I’ve learned many things on this journey back. Rather than be intimidated by the possibility of embarrassment (mine or the people I’m talking to), I’m honest and matter of fact about my sudden lapses of memory, my diction that can be a bit slurry, my search for words. I explain, and repeatedly ask people to remind me of their names. Yoga has increased my strength of body and given me an easiness of soul. Plus, my new core muscles and active feet and ankles prevent me from falling over.

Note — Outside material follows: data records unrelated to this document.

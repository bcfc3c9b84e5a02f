//! Arena of sessions driven from one host thread.

use std::cell::RefCell;
use std::collections::BTreeMap;
use std::fmt;
use std::rc::Rc;

use tracing::debug;

use crate::client::CoordinationClient;
use crate::error::{Error, Result};
use crate::reactor::Reactor;
use crate::session::Session;

#[derive(Debug, Clone, Copy, PartialEq, Eq, PartialOrd, Ord, Hash)]
pub struct SessionId(u64);

impl SessionId {
	pub fn new(raw: u64) -> Self {
		SessionId(raw)
	}

	pub fn get(self) -> u64 {
		self.0
	}
}

impl fmt::Display for SessionId {
	fn fmt(&self, f: &mut fmt::Formatter<'_>) -> fmt::Result {
		write!(f, "session#{}", self.0)
	}
}

#[derive(Default)]
struct SessionTable {
	next_id: u64,
	sessions: BTreeMap<SessionId, Session>,
}

/// Shared handle to every session owned by a host thread.
///
/// Sessions are only borrowed for the duration of one step. Callbacks queued
/// during that step run after the borrow is released, so they may call back
/// into any session, including their own.
#[derive(Clone, Default)]
pub struct Sessions {
	table: Rc<RefCell<SessionTable>>,
}

impl Sessions {
	pub fn new() -> Self {
		Self::default()
	}

	/// Creates an uninitialized session.
	pub fn insert(&self, client: Box<dyn CoordinationClient>, reactor: Box<dyn Reactor>) -> SessionId {
		let mut table = self.table.borrow_mut();
		table.next_id += 1;
		let id = SessionId(table.next_id);
		table.sessions.insert(id, Session::new(id, client, reactor));
		debug!(target = "zk.session", session = %id, "session created");
		id
	}

	/// Runs `f` against one session, then runs whatever callbacks it queued.
	pub fn with<R>(&self, id: SessionId, f: impl FnOnce(&mut Session) -> R) -> Result<R> {
		let (result, ready) = {
			let mut table = self.table.borrow_mut();
			let session = table.sessions.get_mut(&id).ok_or(Error::UnknownSession(id))?;
			let result = f(session);
			(result, session.take_ready())
		};
		ready.run();
		Ok(result)
	}

	pub fn contains(&self, id: SessionId) -> bool {
		self.table.borrow().sessions.contains_key(&id)
	}

	pub fn ids(&self) -> Vec<SessionId> {
		self.table.borrow().sessions.keys().copied().collect()
	}

	pub fn len(&self) -> usize {
		self.table.borrow().sessions.len()
	}

	pub fn is_empty(&self) -> bool {
		self.table.borrow().sessions.is_empty()
	}

	/// Removes closed sessions that hold no references. Returns how many were removed.
	pub fn reap(&self) -> usize {
		let mut table = self.table.borrow_mut();
		let before = table.sessions.len();
		table.sessions.retain(|id, session| {
			let keep = !session.is_reclaimable();
			if !keep {
				debug!(target = "zk.session", session = %id, "session reaped");
			}
			keep
		});
		before - table.sessions.len()
	}
}

impl fmt::Debug for Sessions {
	fn fmt(&self, f: &mut fmt::Formatter<'_>) -> fmt::Result {
		match self.table.try_borrow() {
			Ok(table) => f.debug_struct("Sessions").field("ids", &table.sessions.keys().collect::<Vec<_>>()).finish(),
			Err(_) => f.debug_struct("Sessions").finish_non_exhaustive(),
		}
	}
}
//! Data types shared by the session layer and the coordination client.
//!
//! This crate holds the plain values that cross the boundary between the
//! underlying coordination client and the host: return codes, session states,
//! watch event types, permission bits, and the host-side shapes of node
//! metadata and ACL entries.
//!
//! # Design Philosophy
//!
//! Types in this crate are:
//! * Pure data: No behavior beyond serialization and code mapping
//! * 1:1 with the client library's numeric constants
//! * Stable: Changes only when the client library's constants change
//!
//! Conversion from the client's native structures lives in `zk-runtime`.

pub mod acl;
pub mod codes;
pub mod event;
pub mod stat;
pub mod types;

pub use acl::*;
pub use codes::*;
pub use event::*;
pub use stat::*;
pub use types::*;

People tell me I’m strong. I am. Prior to the start of this journey, I didn’t know that. My new self may have disabilities, compared with my earlier version of self, but I’m growing to truly like and accept who I have become."
This sounds like a difficult journey. I wonder how your family helped you in your recovery and how you dealt with the obstacles emotionally. (No need to answer if the question is to personal or difficult.)
Also can't help but wonder if the work would feel even more powerful if it was a little messy. As it is now it looks very neat and tidy, obviously from a great effort on your part. With all that this work portrays, I wouldn't mind seeing more of the tangle not just in the imagery, but also in the technical aspect of the weaving.